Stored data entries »
Start of Block

// crates.io
use tracing::{Instrument, instrument::Instrumented};
// self
use crate::_prelude::*;

/// Span builder used by the clip pipeline.
#[derive(Clone, Debug)]
pub struct RunSpan {
	span: tracing::Span,
}
impl RunSpan {
	/// Creates a `supermarket.run` span tagged with `stage`.
	pub fn new(stage: &'static str) -> Self {
		Self { span: tracing::info_span!("supermarket.run", stage) }
	}

	/// Instruments an async block without holding a guard across `.await` points.
	pub fn instrument<Fut>(&self, fut: Fut) -> Instrumented<Fut>
	where
		Fut: Future,
	{
		fut.instrument(self.span.clone())
	}
}

#[cfg(test)]
mod tests {
	// self
	use super::*;

	#[tokio::test]
	async fn instrument_wraps_future() {
		let span = RunSpan::new("fetch");
		// `tracing::Instrument` is in scope here, so name the inherent method explicitly.
		let value = RunSpan::instrument(&span, async { 42 }).await;

		assert_eq!(value, 42);
	}
}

End of Block

Exercise objective » Using the data above, count every line that contains the word "Instrumented", then give the count and nothing more.

Answer space » 2